Vanuit Mysore bereiken we na de derde rij- en uitstapjesdag Goa om kwart voor 7 ‘s avonds. Als we op de kamer komen, blijkt die nog niet gedaan te zijn. De moeder van de eigenaar logeert er, en moet nu voor ons van de kamer af. Na de nachten wildkamperen willen we graag een douche, dus we proberen wat haast te zetten achter moeders verhuizing en de schoonmaak, en het resultaat mag er zijn. Na 5 à 10 minuten marcheert een leger van vier man onder aanvoering van moeders zelf naar binnen om het bed te verschonen, etc. Even later komen er nog twee die in de badkamer verdwijnen. Mogen ze niet snel werken, ze zijn wel druk bezig en na een poosje is het bed schoon, de badkamer erg nat en aardig schoon, en de kamer een klein beetje schoon. Nog geïnformeerd naar moeders slaapplaats, maar voor haar is iets geregeld. Zulke aparte attracties biedt toch niet elk hotel.
Goa is lange tijd een Portugese enclave geweest, en dat is aan veel dingen te merken. De Portugezen hebben driftig bekeerd, zodat er in Goa veel Christenen en veel wit gepleisterde kerken zijn. De sfeer in Goa is ook anders dan in de rest van India. Goa is pas in 1987 een staat van India geworden, en was daarvoor onderdeel van een territoriale Unie. Qua ontwikkeling en economie doet Goa het aardig goed (laag analfabetisme, redelijk gemiddeld inkomen e.d.). Toerisme is één van de belangrijkste inkomstenbronnen. Bij toeristen is Goa geliefd vanwege zijn palmstranden, zon, zee en relaxte sfeer. Natuurlijk zorgt het toerisme voor de nodige problemen.

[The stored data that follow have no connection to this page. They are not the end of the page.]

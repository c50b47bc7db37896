//! Load-balanced, connection-pooled channel to a remote service
//!
//! Built once per snapshot and shared by every call that holds the snapshot.
//! Applies the service's timeout to the whole call and retries connection
//! failures on another server, up to the configured retry count.

use crate::load_balancer::{LoadBalancer, LoadBalancingStrategy};
use crate::naming;
use crate::policy::ChannelOptions;
use crate::transport::{elapsed_ms, error_chain, HttpTransport, OutboundRequest, TransportError, TransportResponse};
use async_trait::async_trait;
use http_body_util::{BodyExt, Full};
use hyper::body::Bytes;
use hyper::{Request, StatusCode, Uri};
use hyper_util::client::legacy::connect::HttpConnector;
use hyper_util::client::legacy::Client;
use hyper_util::rt::TokioExecutor;
use service_api::ServiceChannelSpec;
use service_core::{CoreError, Endpoint, Result};
use std::fmt;
use std::time::{Duration, Instant};
use tokio::time::timeout as tokio_timeout;
use tracing::{debug, info, warn};

pub struct PooledChannel {
    service: String,
    endpoints: Vec<Endpoint>,
    balancer: LoadBalancer,
    options: ChannelOptions,
    client: Client<HttpConnector, Full<Bytes>>,
}

/// Failure of a single attempt
struct AttemptError {
    connect: bool,
    message: String,
}

impl PooledChannel {
    /// Resolve the naming service and set up the connection pool
    pub fn init(
        service: &str,
        naming_service_url: &str,
        load_balancer_name: &str,
        options: ChannelOptions,
    ) -> Result<Self> {
        let init_error = |reason: String| CoreError::BackendInit {
            service: service.to_string(),
            reason,
        };

        let endpoints = naming::resolve(naming_service_url).map_err(init_error)?;

        let strategy = if load_balancer_name.is_empty() {
            if endpoints.len() > 1 {
                return Err(init_error(format!(
                    "load_balancer_name is required when {} resolves to {} servers",
                    naming_service_url,
                    endpoints.len()
                )));
            }
            LoadBalancingStrategy::default()
        } else {
            LoadBalancingStrategy::from_name(load_balancer_name).ok_or_else(|| {
                init_error(format!("unknown load balancer {}", load_balancer_name))
            })?
        };

        // Configure HTTP connector with connection pooling
        let mut connector = HttpConnector::new();
        connector.set_connect_timeout(Some(options.timeout.connect_timeout));
        connector.set_keepalive(Some(Duration::from_secs(30)));
        connector.set_nodelay(true);

        let client = Client::builder(TokioExecutor::new()).build::<_, Full<Bytes>>(connector);

        info!(
            "Initialized channel for service {} with {} servers ({:?}, timeout {:?}, max retry {})",
            service,
            endpoints.len(),
            strategy,
            options.timeout.request_timeout,
            options.retry.max_retries
        );

        Ok(Self {
            service: service.to_string(),
            balancer: LoadBalancer::new(strategy, endpoints.len()),
            endpoints,
            options,
            client,
        })
    }

    pub fn endpoints(&self) -> &[Endpoint] {
        &self.endpoints
    }

    pub fn options(&self) -> &ChannelOptions {
        &self.options
    }

    pub fn strategy(&self) -> LoadBalancingStrategy {
        self.balancer.strategy()
    }

    async fn exchange(&self, request: Request<Full<Bytes>>) -> std::result::Result<(StatusCode, Bytes), AttemptError> {
        let response = self.client.request(request).await.map_err(|e| AttemptError {
            connect: e.is_connect(),
            message: error_chain(&e),
        })?;

        let status = response.status();
        let body = response
            .into_body()
            .collect()
            .await
            .map_err(|e| AttemptError {
                connect: false,
                message: format!("failed to read response body: {}", e),
            })?
            .to_bytes();

        Ok((status, body))
    }
}

#[async_trait]
impl HttpTransport for PooledChannel {
    fn name(&self) -> &'static str {
        "pooled"
    }

    async fn invoke(
        &self,
        _spec: &ServiceChannelSpec,
        request: &OutboundRequest,
    ) -> std::result::Result<TransportResponse, TransportError> {
        let started = Instant::now();
        let deadline = started + self.options.timeout.request_timeout;
        let path = request.path_and_query();

        let mut tried = Vec::new();
        let mut attempt = 0;
        loop {
            let index = self
                .balancer
                .select(&self.endpoints, &path, &tried)
                .ok_or_else(|| TransportError::new("no server available"))?;
            let remote = self.endpoints[index].to_string();

            let uri: Uri = format!("http://{}{}", remote, path).parse().map_err(|e| {
                TransportError::new(format!("invalid request uri: {}", e)).at(&remote, started)
            })?;

            debug!("Sending {} {} to {} (attempt {})", request.method, path, remote, attempt + 1);

            let _active = self.balancer.begin(index);
            let remaining = deadline.saturating_duration_since(Instant::now());
            let failure = match tokio_timeout(remaining, self.exchange(request.to_request(uri))).await {
                Ok(Ok((status, body))) => {
                    if !status.is_success() {
                        return Err(TransportError::new(format!(
                            "{} returned HTTP status {}",
                            remote,
                            status.as_u16()
                        ))
                        .at(remote, started));
                    }
                    return Ok(TransportResponse {
                        status: status.as_u16(),
                        body,
                        remote_side: remote,
                        latency_ms: elapsed_ms(started),
                    });
                }
                Ok(Err(failure)) => failure,
                Err(_) => {
                    return Err(TransportError::new(format!(
                        "timed out after {}ms",
                        self.options.timeout.request_timeout.as_millis()
                    ))
                    .at(remote, started));
                }
            };

            if failure.connect && self.options.retry.should_retry(attempt) {
                warn!(
                    "Connection to {} failed for service {} (attempt {}): {}, retrying",
                    remote,
                    self.service,
                    attempt + 1,
                    failure.message
                );
                tried.push(index);
                attempt += 1;
                continue;
            }

            return Err(TransportError::new(failure.message).at(remote, started));
        }
    }
}

impl fmt::Debug for PooledChannel {
    fn fmt(&self, f: &mut fmt::Formatter<'_>) -> fmt::Result {
        f.debug_struct("PooledChannel")
            .field("service", &self.service)
            .field("endpoints", &self.endpoints)
            .field("strategy", &self.balancer.strategy())
            .field("options", &self.options)
            .finish()
    }
}

impl Drop for PooledChannel {
    fn drop(&mut self) {
        debug!("Destroyed channel for service {}", self.service);
    }
}
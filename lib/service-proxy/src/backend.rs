//! Builds the backend handle each configured service is called through

use crate::policy::ChannelOptions;
use crate::pooled::PooledChannel;
use service_api::{ClientKind, ServiceChannelSpec};
use service_core::{Result, ServiceChannel};
use tracing::debug;

/// Backend handle stored in a channel snapshot
#[derive(Debug)]
pub enum Backend {
    /// Long-lived pooled channel owned by the snapshot
    Pooled(PooledChannel),
    /// No handle; every call opens its own connection
    SingleShot,
}

impl Backend {
    pub fn pooled(&self) -> Option<&PooledChannel> {
        match self {
            Backend::Pooled(channel) => Some(channel),
            Backend::SingleShot => None,
        }
    }

    pub fn kind(&self) -> &'static str {
        match self {
            Backend::Pooled(_) => "pooled",
            Backend::SingleShot => "single-shot",
        }
    }
}

pub fn build_backend(spec: &ServiceChannelSpec) -> Result<Backend> {
    match spec.client_kind {
        ClientKind::PooledRpc => {
            let channel = PooledChannel::init(
                &spec.name,
                &spec.naming_service_url,
                &spec.load_balancer_name,
                ChannelOptions::from_spec(spec),
            )?;
            Ok(Backend::Pooled(channel))
        }
        ClientKind::SimpleHttp => Ok(Backend::SingleShot),
    }
}

/// Build a backend for every spec, failing on the first one that cannot be built
pub fn build_channels(specs: Vec<ServiceChannelSpec>) -> Result<Vec<ServiceChannel<Backend>>> {
    specs
        .into_iter()
        .map(|spec| {
            let backend = build_backend(&spec)?;
            debug!("Service {} uses a {} backend", spec.name, backend.kind());
            Ok(ServiceChannel::new(spec, backend))
        })
        .collect()
}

Baga, de plaats waar wij zitten, is een volledig door toerisme verpeste badplaats, die niets meer met India te maken heeft. De commercie stort zich met massa’s souvenirs, eettentjes, restaurants (die reclame maken voor hun Westerse voedsel) en taxi’s op de toeristen. Het strand ligt vol Westers bloot, dat zo snel mogelijk in de zon bruingeroosterd wordt. Water is een ernstig probleem, er is een groot tekort voor normaal gebruik (rijstvelden), doordat dure hotels grote zwembaden aanleggen en de Westerse toeristen in verhouding veel te veel water verbruiken. Maar zoals overal geldt: geld is geld, dus iedereen in Goa probeert een graantje mee te pikken.
[12-1-1998]
Omdat wij niet van strand houden, gaan we de eerste Goa-dag naar Panaji (soort handelscentrum) om een vergunning te regelen voor een vogelreservaat dat we de tweede dag willen bezoeken. Daarna bekijken we oud-Goa, waar veel mooie kerken, kathedralen en ruïnes zijn.

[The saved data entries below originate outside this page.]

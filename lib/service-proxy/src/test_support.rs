//! Stub HTTP servers and fixtures shared by the crate's tests

use crate::watcher::{FileWatcher, ReloadCallback};
use http_body_util::{BodyExt, Full};
use hyper::body::{Bytes, Incoming};
use hyper::server::conn::http1;
use hyper::service::service_fn;
use hyper::{Request, Response, StatusCode};
use hyper_util::rt::TokioIo;
use service_api::{ClientKind, Protocol, ServiceChannelSpec};
use service_core::Result;
use std::collections::HashMap;
use std::net::SocketAddr;
use std::path::{Path, PathBuf};
use std::sync::atomic::{AtomicUsize, Ordering};
use std::sync::{Arc, Mutex};
use std::time::Duration;
use tokio::net::TcpListener;
use tokio::task::JoinHandle;

/// A request as seen by a stub server
#[derive(Clone, Debug)]
pub struct RecordedRequest {
    pub method: String,
    pub uri: String,
    pub headers: Vec<(String, String)>,
    pub body: String,
}

impl RecordedRequest {
    pub fn header(&self, name: &str) -> Option<String> {
        self.headers
            .iter()
            .find(|(k, _)| k.eq_ignore_ascii_case(name))
            .map(|(_, v)| v.clone())
    }
}

#[derive(Clone, Debug)]
pub struct StubServerBuilder {
    status: u16,
    body: String,
    delay: Duration,
}

impl StubServerBuilder {
    pub fn status(mut self, status: u16) -> Self {
        self.status = status;
        self
    }

    pub fn body(mut self, body: impl Into<String>) -> Self {
        self.body = body.into();
        self
    }

    pub fn delay(mut self, delay: Duration) -> Self {
        self.delay = delay;
        self
    }

    pub async fn start(self) -> StubServer {
        let listener = TcpListener::bind("127.0.0.1:0").await.unwrap();
        let addr = listener.local_addr().unwrap();
        let requests = Arc::new(Mutex::new(Vec::new()));
        let connections = Arc::new(AtomicUsize::new(0));

        let task = {
            let requests = requests.clone();
            let connections = connections.clone();
            tokio::spawn(async move {
                loop {
                    let Ok((stream, _)) = listener.accept().await else {
                        return;
                    };
                    connections.fetch_add(1, Ordering::SeqCst);

                    let requests = requests.clone();
                    let config = self.clone();
                    tokio::spawn(async move {
                        let service = service_fn(move |req: Request<Incoming>| {
                            let requests = requests.clone();
                            let config = config.clone();
                            async move {
                                let method = req.method().to_string();
                                let uri = req.uri().to_string();
                                let headers = req
                                    .headers()
                                    .iter()
                                    .map(|(k, v)| (k.to_string(), v.to_str().unwrap_or_default().to_string()))
                                    .collect();
                                let body = req.into_body().collect().await?.to_bytes();
                                requests.lock().unwrap().push(RecordedRequest {
                                    method,
                                    uri,
                                    headers,
                                    body: String::from_utf8_lossy(&body).into_owned(),
                                });

                                if !config.delay.is_zero() {
                                    tokio::time::sleep(config.delay).await;
                                }

                                let mut response = Response::new(Full::new(Bytes::from(config.body)));
                                *response.status_mut() = StatusCode::from_u16(config.status).unwrap();
                                Ok::<_, hyper::Error>(response)
                            }
                        });
                        let _ = http1::Builder::new()
                            .serve_connection(TokioIo::new(stream), service)
                            .await;
                    });
                }
            })
        };

        StubServer {
            addr,
            requests,
            connections,
            task,
        }
    }
}

/// An HTTP server on a loopback port answering every request the same way
pub struct StubServer {
    addr: SocketAddr,
    requests: Arc<Mutex<Vec<RecordedRequest>>>,
    connections: Arc<AtomicUsize>,
    task: JoinHandle<()>,
}

impl StubServer {
    pub fn builder() -> StubServerBuilder {
        StubServerBuilder {
            status: 200,
            body: String::new(),
            delay: Duration::ZERO,
        }
    }

    pub async fn start(body: &str) -> Self {
        Self::builder().body(body).start().await
    }

    pub fn addr(&self) -> SocketAddr {
        self.addr
    }

    pub fn naming_url(&self) -> String {
        format!("list://{}", self.addr)
    }

    pub fn requests(&self) -> Vec<RecordedRequest> {
        self.requests.lock().unwrap().clone()
    }

    pub fn connections(&self) -> usize {
        self.connections.load(Ordering::SeqCst)
    }
}

impl Drop for StubServer {
    fn drop(&mut self) {
        self.task.abort();
    }
}

pub fn spec(name: &str, naming_service_url: &str) -> ServiceChannelSpec {
    ServiceChannelSpec {
        name: name.to_string(),
        protocol: Protocol::Http,
        client_kind: ClientKind::PooledRpc,
        naming_service_url: naming_service_url.to_string(),
        load_balancer_name: "rr".to_string(),
        timeout_ms: 100,
        max_retry: 0,
        headers: Vec::new(),
    }
}

/// A loopback port with nothing listening on it
pub fn unused_port() -> u16 {
    let listener = std::net::TcpListener::bind("127.0.0.1:0").unwrap();
    listener.local_addr().unwrap().port()
}

/// Configuration file in a fresh temporary directory, removed on drop
pub struct TempConf {
    dir: PathBuf,
    file: String,
}

impl TempConf {
    pub fn new(contents: &str) -> Self {
        static NEXT: AtomicUsize = AtomicUsize::new(0);
        let dir = std::env::temp_dir().join(format!(
            "service-proxy-test-{}-{}",
            std::process::id(),
            NEXT.fetch_add(1, Ordering::SeqCst)
        ));
        std::fs::create_dir_all(&dir).unwrap();
        let conf = Self {
            dir,
            file: "remote_service.json".to_string(),
        };
        conf.write(contents);
        conf
    }

    pub fn write(&self, contents: &str) {
        std::fs::write(self.path(), contents).unwrap();
    }

    pub fn dir(&self) -> &str {
        self.dir.to_str().unwrap()
    }

    pub fn file(&self) -> &str {
        &self.file
    }

    pub fn path(&self) -> PathBuf {
        self.dir.join(&self.file)
    }
}

impl Drop for TempConf {
    fn drop(&mut self) {
        let _ = std::fs::remove_dir_all(&self.dir);
    }
}

/// Watcher that only fires when a test asks it to
#[derive(Default)]
pub struct ManualFileWatcher {
    callbacks: Mutex<HashMap<PathBuf, ReloadCallback>>,
    unregistered: Mutex<Vec<PathBuf>>,
}

impl ManualFileWatcher {
    /// Invoke the callback registered for `path`, as a change would
    pub fn trigger(&self, path: &Path) -> Option<Result<()>> {
        let callback = self.callbacks.lock().unwrap().get(path).cloned();
        callback.map(|callback| callback())
    }

    pub fn is_registered(&self, path: &Path) -> bool {
        self.callbacks.lock().unwrap().contains_key(path)
    }

    pub fn unregistered(&self) -> Vec<PathBuf> {
        self.unregistered.lock().unwrap().clone()
    }
}

impl FileWatcher for ManualFileWatcher {
    fn register(&self, path: &Path, callback: ReloadCallback) -> Result<()> {
        self.callbacks.lock().unwrap().insert(path.to_path_buf(), callback);
        Ok(())
    }

    fn unregister(&self, path: &Path) {
        self.callbacks.lock().unwrap().remove(path);
        self.unregistered.lock().unwrap().push(path.to_path_buf());
    }
}

/// JSON document describing one pooled service per `(name, naming url)`
pub fn conf_json(services: &[(&str, &str)]) -> String {
    let mut document = serde_json::Map::new();
    for (name, naming) in services {
        document.insert(
            name.to_string(),
            serde_json::json!({
                "naming_service_url": naming,
                "load_balancer_name": "rr",
                "protocol": "http",
                "timeout_ms": 1000,
                "retry": 0,
            }),
        );
    }
    serde_json::Value::Object(document).to_string()
}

De vergunning voor het reservaat moeten we halen bij het ‘Forest Department’. Na enige moeite vinden we het gebouw waar ze moeten zitten, en na een keer of wat doorsturen belanden we in een kamertje op de derde verdieping waar het ‘Forest Department’ blijkt te zitten. Nee, een vergunning hebben we niet nodig, we mogen er zo naar toe. Geeft niet, altijd leuk zo’n bezoekje om te kijken hoe zo’n afdeling (vooral niet) georganiseerd is. Bovendien krijgen we een prachtig boekje mee over de wildparken van Goa met bijna verbleekte foto’s, wat achterhaalde informatie en volledig doorgeroeste nietjes. We worden wat achterdochtig naar de juistheid van het telefoonnummer dat het boekje noemt: ‘39’. Dat blijkt inderdaad niet goed te zijn. Er is helemaal geen telefoon meer.
Het vogelreservaat hebben we uiteindelijk nooit bereikt. We reizen eerst met bus en ferry naar een eiland. Vanaf daar moeten we met een bootje naar het reservaat. Voor dat bootje (privé-bootje) vragen ze een voor hier belachelijke prijs (meer dan vier keer zoveel dan een tien uur durende busexcursie). Op zich is het voor ons wel een betaalbaar bedrag, maar aan dat soort praktijken beginnen we niet. In plaats van het reservaat het eiland bekeken, en vanaf de vaste wal ook nog vogels gezien. Zo worden veel dagen anders dan je denkt, maar eigenlijk altijd leuk.